# Image indexing, archiving software



## El_Mayo (May 5, 2014)

Not sure if this is the right forum, didn't want to double post in the Network forum.
I'm about to start an internship and one of the main tasks is sorting images that have been dumped on their server (running Windows Server 2012) into folders (month, events etc.)
Anyone know a software that's good for this? Would it be a matter of logging into the server remotely and running software like Picasa to batch add tags? Ideally free software


----------



## Disparia (May 5, 2014)

I'm assuming this internship is because you'd like to get into the field so it sounds a good project to learn some scripting.

With PHP, Python, or Windows scripting you'd be able to automatically sort pics by dates, EXIF data (if available and reliable), and more. If the need arises, the ability to do batch format conversion, resize, or add watermarks is there too.

Now the job may be more along the lines of "I just uploaded some photos, do this, do that, and do this to them". In other words, it's may be different tasks each day, but it's still nice to have a couple of the common tasks ready to execute.

Depending on the complexity of the requirements, I like ImageMagick for batch work. Available as a command-line binary, with GUI, or for use with other languages such as the ones I mentioned earlier (and many more). What you're doing may not require something like this, so when you know more about it, lets know.


----------



## SKL_H (May 18, 2014)

Hi
I found this one http://www.picajet.com/en/index.php?page=Photo-Database-Software
another option is to develop a small image management application


----------



## El_Mayo (May 19, 2014)

So does Server version of Windows run like any desktop version in the sense that I can runImageMagick or Picajet like I'd run it on a desktop PC?


----------



## cheesy999 (May 19, 2014)

Yes

(assuming it has the right options installed)


----------



## SKL_H (May 19, 2014)

El_Mayo said:


> So does Server version of Windows run like any desktop version in the sense that I can runImageMagick or Picajet like I'd run it on a desktop PC?



Yah it does the differences is that the services that run on a desktop PC may be different from those running in Windows Server. But other than that you run most apps on MS Server
But most developers program their apps not to run on another OS other than the one they targeted you will get something like "only supports windows blah blah".


----------



## El_Mayo (May 23, 2014)

SKL_H said:


> Yah it does the differences is that the services that run on a desktop PC may be different from those running in Windows Server. But other than that you run most apps on MS Server
> But most developers program their apps not to run on another OS other than the one they targeted you will get something like "only supports windows blah blah".
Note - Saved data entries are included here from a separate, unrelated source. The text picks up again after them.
//! Block Data Structures
//!
//! This module defines the `Block` entity: one node of a page's document
//! tree as delivered by the service's internal record API.
//!
//! # Architecture
//!
//! - **Raw side-channels**: `properties` (rich-text values keyed by name) and
//!   `format_raw` (opaque JSON whose shape depends on the block type) are
//!   kept for every block, including types this crate doesn't know
//! - **Derived fields**: filled in by [`BlockNormalizer`](crate::services::BlockNormalizer)
//!   from the two side-channels; they are not part of the wire record
//! - **ID-based linkage**: `parent` is the ID of the containing block, set by
//!   [`BlockTree::link`](crate::models::BlockTree::link), never a pointer
//!
//! # Examples
//!
//! ```rust
//! use notion_model_core::models::{Block, BlockType};
//! use serde_json::json;
//!
//! let block: Block = serde_json::from_value(json!({
//!     "id": "4c2b",
//!     "type": "to_do",
//!     "alive": true,
//!     "properties": { "title": [["Buy milk"]], "checked": [["Yes"]] }
//! }))?;
//!
//! assert_eq!(block.block_type, BlockType::Todo);
//! assert!(block.format_raw.is_empty());
//! # Ok::<(), serde_json::Error>(())
//! ```

use std::fmt;

use chrono::{DateTime, Utc};
use serde::{Deserialize, Serialize};

use crate::models::format::{
    BlockFormat, FormatBookmark, FormatColumn, FormatEmbed, FormatHeader, FormatImage,
    FormatPage, FormatTable, FormatText, FormatToggle, FormatVideo,
};
use crate::models::text_span::TextSpan;
use crate::models::time::datetime_from_millis;

/// `parent_table` value for blocks whose parent is another block
pub const TABLE_BLOCK: &str = "block";
/// `parent_table` value for blocks whose parent is the workspace root
pub const TABLE_SPACE: &str = "space";
/// `parent_table` value for blocks that are rows of a collection
pub const TABLE_COLLECTION: &str = "collection";

/// Declared type of a block
///
/// The set of tags is open: new tags appear over time and must decode
/// without error, so anything unrecognized is kept as `Unknown` with its
/// original text.
#[derive(Debug, Clone, PartialEq, Eq, Hash, Serialize, Deserialize)]
#[serde(from = "String", into = "String")]
pub enum BlockType {
    Page,
    Text,
    Bookmark,
    BulletedList,
    NumberedList,
    Toggle,
    Todo,
    Divider,
    Image,
    Header,
    SubHeader,
    SubSubHeader,
    Quote,
    Comment,
    Code,
    /// Multi-column container; the number of columns is the number of
    /// `Column` children
    ColumnList,
    Column,
    Table,
    CollectionView,
    /// Embedded video (e.g. YouTube)
    Video,
    File,
    Pdf,
    Gist,
    Tweet,
    /// Generic oEmbed link
    Embed,
    Callout,
    TableOfContents,
    Unknown(String),
}

impl BlockType {
    /// Wire tag for this type
    pub fn as_str(&self) -> &str {
        match self {
            Self::Page => "page",
            Self::Text => "text",
            Self::Bookmark => "bookmark",
            Self::BulletedList => "bulleted_list",
            Self::NumberedList => "numbered_list",
            Self::Toggle => "toggle",
            Self::Todo => "to_do",
            Self::Divider => "divider",
            Self::Image => "image",
            Self::Header => "header",
            Self::SubHeader => "sub_header",
            Self::SubSubHeader => "sub_sub_header",
            Self::Quote => "quote",
            Self::Comment => "comment",
            Self::Code => "code",
            Self::ColumnList => "column_list",
            Self::Column => "column",
            Self::Table => "table",
            Self::CollectionView => "collection_view",
            Self::Video => "video",
            Self::File => "file",
            Self::Pdf => "pdf",
            Self::Gist => "gist",
            Self::Tweet => "tweet",
            Self::Embed => "embed",
            Self::Callout => "callout",
            Self::TableOfContents => "table_of_contents",
            Self::Unknown(tag) => tag,
        }
    }

    /// True if the tag wasn't recognized
    pub fn is_unknown(&self) -> bool {
        matches!(self, Self::Unknown(_))
    }
}

impl Default for BlockType {
    fn default() -> Self {
        Self::Unknown(String::new())
    }
}

impl From<&str> for BlockType {
    fn from(tag: &str) -> Self {
        match tag {
            "page" => Self::Page,
            "text" => Self::Text,
            "bookmark" => Self::Bookmark,
            "bulleted_list" => Self::BulletedList,
            "numbered_list" => Self::NumberedList,
            "toggle" => Self::Toggle,
            "to_do" => Self::Todo,
            "divider" => Self::Divider,
            "image" => Self::Image,
            "header" => Self::Header,
            "sub_header" => Self::SubHeader,
            "sub_sub_header" => Self::SubSubHeader,
            "quote" => Self::Quote,
            "comment" => Self::Comment,
            "code" => Self::Code,
            "column_list" => Self::ColumnList,
            "column" => Self::Column,
            "table" => Self::Table,
            "collection_view" => Self::CollectionView,
            "video" => Self::Video,
            "file" => Self::File,
            "pdf" => Self::Pdf,
            "gist" => Self::Gist,
            "tweet" => Self::Tweet,
            "embed" => Self::Embed,
            "callout" => Self::Callout,
            "table_of_contents" => Self::TableOfContents,
            other => Self::Unknown(other.to_string()),
        }
    }
}

impl From<String> for BlockType {
    fn from(tag: String) -> Self {
        match Self::from(tag.as_str()) {
            Self::Unknown(_) => Self::Unknown(tag),
            known => known,
        }
    }
}

impl From<BlockType> for String {
    fn from(block_type: BlockType) -> Self {
        match block_type {
            BlockType::Unknown(tag) => tag,
            known => known.as_str().to_string(),
        }
    }
}

impl fmt::Display for BlockType {
    fn fmt(&self, f: &mut fmt::Formatter<'_>) -> fmt::Result {
        f.write_str(self.as_str())
    }
}

/// How a page block relates to the block that contains it
#[derive(Debug, Clone, Copy, PartialEq, Eq)]
pub enum BlockPageType {
    /// Top-level block of the whole page (no containing block linked)
    TopLevel,
    /// A page nested inside its parent
    SubPage,
    /// A reference to a page that lives elsewhere
    Link,
}

/// Access entry from the `permissions` list
#[derive(Debug, Clone, PartialEq, Eq, Serialize, Deserialize)]
pub struct Permission {
    pub role: String,
    #[serde(rename = "type")]
    pub kind: String,
    #[serde(default, skip_serializing_if = "Option::is_none")]
    pub user_id: Option<String>,
}

/// One node of the document tree
///
/// # Fields
///
/// Wire fields mirror the record as served. Derived fields are skipped by
/// serde and are meaningful only for particular block types:
///
/// - `title`/`title_full`: page, file, bookmark
/// - `inline_content`: text-like blocks (text, headers, lists, quote, ...)
/// - `is_checked`: to-do
/// - `description`/`link`: bookmark
/// - `source`: bookmark, image, gist, file, embed (may also arrive on the wire)
/// - `image_url`: image
/// - `file_size`: file
/// - `code`/`code_language`: code
/// - `format`: at most one decoded format variant
#[derive(Debug, Clone, Default, PartialEq, Serialize, Deserialize)]
pub struct Block {
    /// Unique block ID
    pub id: String,

    /// False if the block was deleted; deleted blocks still decode
    #[serde(default)]
    pub alive: bool,

    /// Ordered IDs of child blocks
    #[serde(default, rename = "content", skip_serializing_if = "Vec::is_empty")]
    pub content_ids: Vec<String>,

    #[serde(default, skip_serializing_if = "Option::is_none")]
    pub copied_from: Option<String>,

    /// Backing collection, for collection views
    #[serde(default, skip_serializing_if = "Option::is_none")]
    pub collection_id: Option<String>,

    /// ID of the user who created the block
    #[serde(default)]
    pub created_by: String,

    /// Creation time, milliseconds since the epoch
    #[serde(default)]
    pub created_time: i64,

    /// IDs of discussions anchored on this block
    #[serde(default, rename = "discussion", skip_serializing_if = "Vec::is_empty")]
    pub discussion_ids: Vec<String>,

    /// IDs of uploaded files referenced by this block
    #[serde(default, skip_serializing_if = "Vec::is_empty")]
    pub file_ids: Vec<String>,

    /// Raw `format` JSON; schema depends on `block_type`
    #[serde(
        default,
        rename = "format",
        with = "raw_format",
        skip_serializing_if = "Vec::is_empty"
    )]
    pub format_raw: Vec<u8>,

    #[serde(default)]
    pub ignore_block_count: bool,

    /// ID of the user who last edited the block
    #[serde(default)]
    pub last_edited_by: String,

    /// Last edit time, milliseconds since the epoch
    #[serde(default)]
    pub last_edited_time: i64,

    #[serde(default)]
    pub parent_id: String,

    /// Which table `parent_id` points into (see `TABLE_*` constants)
    #[serde(default)]
    pub parent_table: String,

    /// Not always available
    #[serde(default, skip_serializing_if = "Option::is_none")]
    pub permissions: Option<Vec<Permission>>,

    /// Raw named properties, typically rich-text span arrays
    #[serde(default)]
    pub properties: serde_json::Map<String, serde_json::Value>,

    #[serde(default, rename = "type")]
    pub block_type: BlockType,

    /// Blocks are versioned
    #[serde(default)]
    pub version: i64,

    #[serde(default, skip_serializing_if = "Vec::is_empty")]
    pub view_ids: Vec<String>,

    /// Source URL; may arrive on the wire or from the `source` property
    #[serde(default, skip_serializing_if = "String::is_empty")]
    pub source: String,

    /// ID of the block whose content lists this block
    #[serde(skip)]
    pub parent: Option<String>,

    #[serde(skip)]
    pub inline_content: Vec<TextSpan>,

    #[serde(skip)]
    pub title: String,

    #[serde(skip)]
    pub title_full: Vec<TextSpan>,

    #[serde(skip)]
    pub is_checked: bool,

    #[serde(skip)]
    pub description: String,

    #[serde(skip)]
    pub link: String,

    /// Always-accessible URL built from `source` (image blocks)
    #[serde(skip)]
    pub image_url: String,

    #[serde(skip)]
    pub file_size: String,

    #[serde(skip)]
    pub code: String,

    #[serde(skip)]
    pub code_language: String,

    #[serde(skip)]
    pub format: Option<BlockFormat>,
}

impl Block {
    /// Create an empty live block of the given type
    ///
    /// # Examples
    ///
    /// ```rust
    /// use notion_model_core::models::{Block, BlockType};
    ///
    /// let block = Block::new("b1", BlockType::Text);
    /// assert!(block.alive);
    /// assert!(block.properties.is_empty());
    /// ```
    pub fn new(id: impl Into<String>, block_type: BlockType) -> Self {
        Self {
            id: id.into(),
            alive: true,
            block_type,
            ..Default::default()
        }
    }

    /// Creation time, truncated to whole seconds
    pub fn created_on(&self) -> Option<DateTime<Utc>> {
        datetime_from_millis(self.created_time)
    }

    /// Last edit time, truncated to whole seconds
    pub fn updated_on(&self) -> Option<DateTime<Utc>> {
        datetime_from_millis(self.last_edited_time)
    }

    /// True for page blocks (top-level, sub-page or link)
    pub fn is_page(&self) -> bool {
        self.block_type == BlockType::Page
    }

    pub fn is_image(&self) -> bool {
        self.block_type == BlockType::Image
    }

    pub fn is_code(&self) -> bool {
        self.block_type == BlockType::Code
    }

    /// True if this is a page whose parent is the workspace root
    pub fn is_link_to_page(&self) -> bool {
        self.is_page() && self.parent_table == TABLE_SPACE
    }

    /// Classify this block relative to its linked container
    ///
    /// Only meaningful after [`BlockTree::link`](crate::models::BlockTree::link)
    /// has run: until then every block reports `TopLevel`.
    pub fn page_type(&self) -> BlockPageType {
        match &self.parent {
            None => BlockPageType::TopLevel,
            Some(container_id) if *container_id == self.parent_id => BlockPageType::SubPage,
            Some(_) => BlockPageType::Link,
        }
    }

    pub fn format_page(&self) -> Option<&FormatPage> {
        match &self.format {
            Some(BlockFormat::Page(format)) => Some(format),
            _ => None,
        }
    }

    pub fn format_bookmark(&self) -> Option<&FormatBookmark> {
        match &self.format {
            Some(BlockFormat::Bookmark(format)) => Some(format),
            _ => None,
        }
    }

    pub fn format_image(&self) -> Option<&FormatImage> {
        match &self.format {
            Some(BlockFormat::Image(format)) => Some(format),
            _ => None,
        }
    }

    pub fn format_column(&self) -> Option<&FormatColumn> {
        match &self.format {
            Some(BlockFormat::Column(format)) => Some(format),
            _ => None,
        }
    }

    pub fn format_text(&self) -> Option<&FormatText> {
        match &self.format {
            Some(BlockFormat::Text(format)) => Some(format),
            _ => None,
        }
    }

    pub fn format_table(&self) -> Option<&FormatTable> {
        match &self.format {
            Some(BlockFormat::Table(format)) => Some(format),
            _ => None,
        }
    }

    pub fn format_video(&self) -> Option<&FormatVideo> {
        match &self.format {
            Some(BlockFormat::Video(format)) => Some(format),
            _ => None,
        }
    }

    pub fn format_embed(&self) -> Option<&FormatEmbed> {
        match &self.format {
            Some(BlockFormat::Embed(format)) => Some(format),
            _ => None,
        }
    }

    pub fn format_toggle(&self) -> Option<&FormatToggle> {
        match &self.format {
            Some(BlockFormat::Toggle(format)) => Some(format),
            _ => None,
        }
    }

    pub fn format_header(&self) -> Option<&FormatHeader> {
        match &self.format {
            Some(BlockFormat::Header(format)) => Some(format),
            _ => None,
        }
    }
}

/// Serde adapter keeping `format` as raw JSON bytes
///
/// Maps three input states:
/// - Missing field → empty (handled by `#[serde(default)]`)
/// - null → empty
/// - any other JSON value → its compact encoding
mod raw_format {
    use serde::ser::Error as _;
    use serde::{Deserialize, Deserializer, Serialize, Serializer};
    use serde_json::Value;

    pub fn deserialize<'de, D>(deserializer: D) -> Result<Vec<u8>, D::Error>
    where
        D: Deserializer<'de>,
    {
        match Option::<Value>::deserialize(deserializer)? {
            None | Some(Value::Null) => Ok(Vec::new()),
            Some(value) => serde_json::to_vec(&value).map_err(serde::de::Error::custom),
        }
    }

    pub fn serialize<S>(bytes: &[u8], serializer: S) -> Result<S::Ok, S::Error>
    where
        S: Serializer,
    {
        let value: Value = serde_json::from_slice(bytes).map_err(S::Error::custom)?;
        value.serialize(serializer)
    }
}

#[cfg(test)]
#[path = "block_test.rs"]
mod block_test;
is there a compatibility mode on Server?

Also with the programs suggested so far (ImageMagick, Picajet) can I organise the files into folders in Windows Explorer using the software (sorting them into Year, then month sub-folders) or do they use a database file extension that can only be opened by them? Sort of like how you can organise and save your iTunes database as a file (but if the database is deleted you have to re-do everything)


----------



## Aquinus (May 23, 2014)

Windows Server is basically exactly like regular windows but without as many applications and eye candy out of the box with a bunch of extra server software that you can install that isn't installed out of the box. Most software should just work and you won't know until you try it. Personally, I would write a script to handle it, but that's just me.


----------



## El_Mayo (May 23, 2014)

Aquinus said:


> Windows Server is basically exactly like regular windows but without as many applications and eye candy out of the box with a bunch of extra server software that you can install that isn't installed out of the box. Most software should just work and you won't know until you try it. Personally, I would write a script to handle it, but that's just me.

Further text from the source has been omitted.